Para que nos havemos de fiar em sonhos?”, disse um dos homens do grupo, para
quem a perda de sono não foi recompensada com a visão da cavaleira rainha.
“O cavalo é todo
branco e as crinas são brancas como a neve”, defendeu-se a sonhadora, a lembrar
que, se fosse paródia de algum engraçadinho, na terra não havia uma única
cavalgadura dessa cor.
Estavam alguns para
desistir, coléricos e despeitados, quando se deu o encontro. Estava-se na
décima terceira semana do ano, passadas três luas cheias desde o primeiro de janeiro,
marcando o calendário o dia 13. Eram precisamente 3 horas e 13 minutos quando
viram surgir, vindo da Praça, o cavalo branco com uma donzela de vestes
douradas, debruns de azul e ornamentos de estre-las, que se dirigia a trote
para o castelo. Não lhes deu tempo nem ânimo de perguntarem quem era ou simplesmente
darem-lhe a salvação de cortesia.
“Vem lá de casa de
Deus ou do Diabo, sentada no cavalo direita como um espeque de feijoeiro, de
nariz empinado e nem a boa-noite nos desejou”.
Depois deste encontro,
que provava ter consistência do sonho da rapariga, juntou-se mais gente nas
vigílias, revezando-se uns e outros para não deixarem passar uma noite em
claro. Pretendiam chegar ao entendimento com a estranha personagem e os motivos
da sua visita a Algodres.
Houve alguém que
alvitrou uma hipótese, logo corroborada como certeza pelos que ouviram estar a
visita relacionada com as pedras do antigo castelo arruinado, as quais serviram
para a construção da igreja da Misericórdia, em 1621, pelo vigário de Algodres
e o abade de Infias.
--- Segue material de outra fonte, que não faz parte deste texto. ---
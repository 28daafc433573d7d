//! Mutex for green threads.
//!
//! A contended [`Mutex::lock`] does not busy-wait across the quantum: after
//! a few immediate retries the caller blocks, leaves the CPU to the
//! scheduler and tries again once an unlock releases it. Unlock releases
//! every blocked thread at once; they race for the lock when they next run.

use crate::errors::{MutexError, ThreadError, ThreadResult};
use crate::kernel::{self, SwitchOutcome};
use crate::thread::ThreadId;
use core::marker::PhantomData;
use portable_atomic::{AtomicBool, AtomicU64, AtomicUsize, Ordering};

/// Acquisition attempts made before blocking.
const SPIN_LIMIT: usize = 4;

/// Owner value meaning "not held".
const NO_OWNER: u64 = 0;

/// Lock for green threads of one runtime.
///
/// The mutex guards no data of its own; pair it with a `Cell`/`RefCell` or
/// use it to order side effects. Blocked threads are recorded by id only,
/// so a mutex never keeps a thread alive. Thread ids are only meaningful
/// inside one runtime, so the mutex is neither `Send` nor `Sync` and stays
/// on the OS thread that created it.
#[derive(Debug)]
pub struct Mutex {
    locked: AtomicBool,
    owner: AtomicU64,
    destroyed: AtomicBool,
    waiters: spin::Mutex<Vec<ThreadId>>,
    /// Threads released by an unlock that have not retried yet
    released: AtomicUsize,
    _runtime_local: PhantomData<*const ()>,
}

impl Default for Mutex {
    fn default() -> Self {
        Self::new()
    }
}

impl Mutex {
    /// Create an unlocked mutex with no waiters.
    pub const fn new() -> Self {
        Self {
            locked: AtomicBool::new(false),
            owner: AtomicU64::new(NO_OWNER),
            destroyed: AtomicBool::new(false),
            waiters: spin::Mutex::new(Vec::new()),
            released: AtomicUsize::new(0),
            _runtime_local: PhantomData,
        }
    }

    fn acquire(&self, me: ThreadId) -> bool {
        if self.locked.swap(true, Ordering::Acquire) {
            return false;
        }
        self.owner.store(me.get(), Ordering::Relaxed);
        true
    }

    fn check_usable(&self) -> ThreadResult<()> {
        if self.destroyed.load(Ordering::Acquire) {
            return Err(MutexError::Destroyed.into());
        }
        Ok(())
    }

    /// Thread currently holding the lock.
    pub fn owner(&self) -> Option<ThreadId> {
        ThreadId::from_raw(self.owner.load(Ordering::Relaxed))
    }

    pub fn is_locked(&self) -> bool {
        self.locked.load(Ordering::Acquire)
    }

    /// Number of blocked threads.
    pub fn waiting(&self) -> usize {
        self.waiters.lock().len()
    }

    /// Acquire the lock, blocking the running thread while it is held.
    ///
    /// # Errors
    ///
    /// - [`MutexError::Destroyed`] after [`Mutex::destroy`]
    /// - `WouldDeadlock` if the caller already holds the lock, or if it is
    ///   held and no other thread can run to release it
    pub fn lock(&self) -> ThreadResult<()> {
        let me = kernel::current();

        loop {
            self.check_usable()?;
            for _ in 0..SPIN_LIMIT {
                if self.acquire(me) {
                    return Ok(());
                }
                core::hint::spin_loop();
            }
            if self.owner() == Some(me) {
                log::warn!("thread {} tried to relock a mutex it holds", me);
                return Err(ThreadError::would_deadlock());
            }

            kernel::with_runtime(|rt| rt.block_current());
            self.waiters.lock().push(me);

            if kernel::schedule() == SwitchOutcome::Switched {
                // Resumed by an unlock
                let _ = self
                    .released
                    .fetch_update(Ordering::AcqRel, Ordering::Acquire, |n| n.checked_sub(1));
            } else {
                self.waiters.lock().retain(|id| *id != me);
                kernel::with_runtime(|rt| rt.unblock_current());
                if self.acquire(me) {
                    return Ok(());
                }
                log::warn!("thread {} would block forever on a mutex", me);
                return Err(ThreadError::would_deadlock());
            }
        }
    }

    /// Acquire the lock if it is free, without blocking.
    ///
    /// Returns `Ok(false)` if another thread holds it.
    pub fn try_lock(&self) -> ThreadResult<bool> {
        self.check_usable()?;
        Ok(self.acquire(kernel::current()))
    }

    /// Release the lock and make every blocked thread Ready.
    ///
    /// # Errors
    ///
    /// - [`MutexError::NotLocked`] if the mutex is not held
    /// - [`MutexError::NotOwner`] if another thread holds it
    pub fn unlock(&self) -> ThreadResult<()> {
        if !self.is_locked() {
            log::warn!("unlock of a mutex that is not locked");
            return Err(MutexError::NotLocked.into());
        }
        let me = kernel::current();
        if self.owner() != Some(me) {
            log::warn!("thread {} unlocked a mutex it does not hold", me);
            return Err(MutexError::NotOwner.into());
        }

        let waiters = core::mem::take(&mut *self.waiters.lock());
        let woken = kernel::with_runtime(|rt| waiters.iter().filter(|id| rt.wake(**id)).count());
        self.released.fetch_add(woken, Ordering::AcqRel);

        self.owner.store(NO_OWNER, Ordering::Relaxed);
        self.locked.store(false, Ordering::Release);
        Ok(())
    }

    /// Retire the mutex.
    ///
    /// Threads released by an unlock still count as waiters until they
    /// have run and retried the lock.
    ///
    /// # Errors
    ///
    /// - [`MutexError::HasWaiters`] while threads are blocked on it
    /// - [`MutexError::Locked`] while held
    pub fn destroy(&self) -> ThreadResult<()> {
        if self.waiting() > 0 || self.released.load(Ordering::Acquire) > 0 {
            return Err(MutexError::HasWaiters.into());
        }
        if self.is_locked() {
            return Err(MutexError::Locked.into());
        }
        self.destroyed.store(true, Ordering::Release);
        Ok(())
    }

    /// Acquire the lock and release it when the guard is dropped.
    pub fn guard(&self) -> ThreadResult<MutexGuard<'_>> {
        self.lock()?;
        Ok(MutexGuard { mutex: self })
    }
}

/// Holds a [`Mutex`] until dropped.
#[derive(Debug)]
#[must_use = "the mutex is released as soon as the guard is dropped"]
pub struct MutexGuard<'a> {
    mutex: &'a Mutex,
}

impl Drop for MutexGuard<'_> {
    fn drop(&mut self) {
        if let Err(e) = self.mutex.unlock() {
            log::warn!("mutex guard release failed: {}", e);
        }
    }
}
Lá seria a rainha do castelo que vinha em busca do que era
seu.
Assim se passaram 13
dias, até que na laje apareceu um anão de orelhas pontiagudas e a dama a
cavalo, vindo o anão à frente e a esforçar-se por não ser pisado pelos quartos
dianteiros do animal.
Enquanto o anão
ficou a descansar da correria no centro da praça, a dama troteou com o cavalo
em círculo, como se estivesse em arena, sem dirigir palavra a quem quer que
fosse. Depois de três voltas, regressou para o centro e, empinando o cavalo,
deixou descair as rédeas que o pequeno súbdito se apressou a agarrar.
Foi então que, com
as rédeas seguras pelo anão, a dama régia se levantou nos estribos e dirigiu a
palavra a todos os que estavam presentes:
“Sou quem sou.
Tratai-me por rainha e quero informar-te, Algodres, que sejas como Jeremias,
profeta de Jerusalém, pois vais ter vários fogos na Barroca, ladrões que serão
à chusma entre franceses, castelhanos, africanos e até daqui naturais. Terás de
deixar a sede do concelho para a aldeia de Fornos. Vais crescer para o lado da
Rasa e serás uma terra bela, acolhedora e apetecível”.
O que é certo e
sabido, segundo as fontes locais, Algodres assenta no cume da serra do seu
nome, a altitude de 700 metros, de onde contempla o seu antigo alfoz agora
distribuído a Fornos de Algodres, como se fosse uma soberana.
Não sabemos se
Algodres teve castelo como Celorico, Linhares, Aguiar da Beira e Trancoso, mas
tem-se por assente que existiu, tendo a pedra das suas ruínas servido para a
construção da Igreja da Misericórdia.
Depois destes
vaticínios, a dita rainha regressou por onde tinha entrado, com o anão a seguir
com dificuldade o trote do cavalo.
Aquele sítio passou
a ser conhecido por Laje da Rainha.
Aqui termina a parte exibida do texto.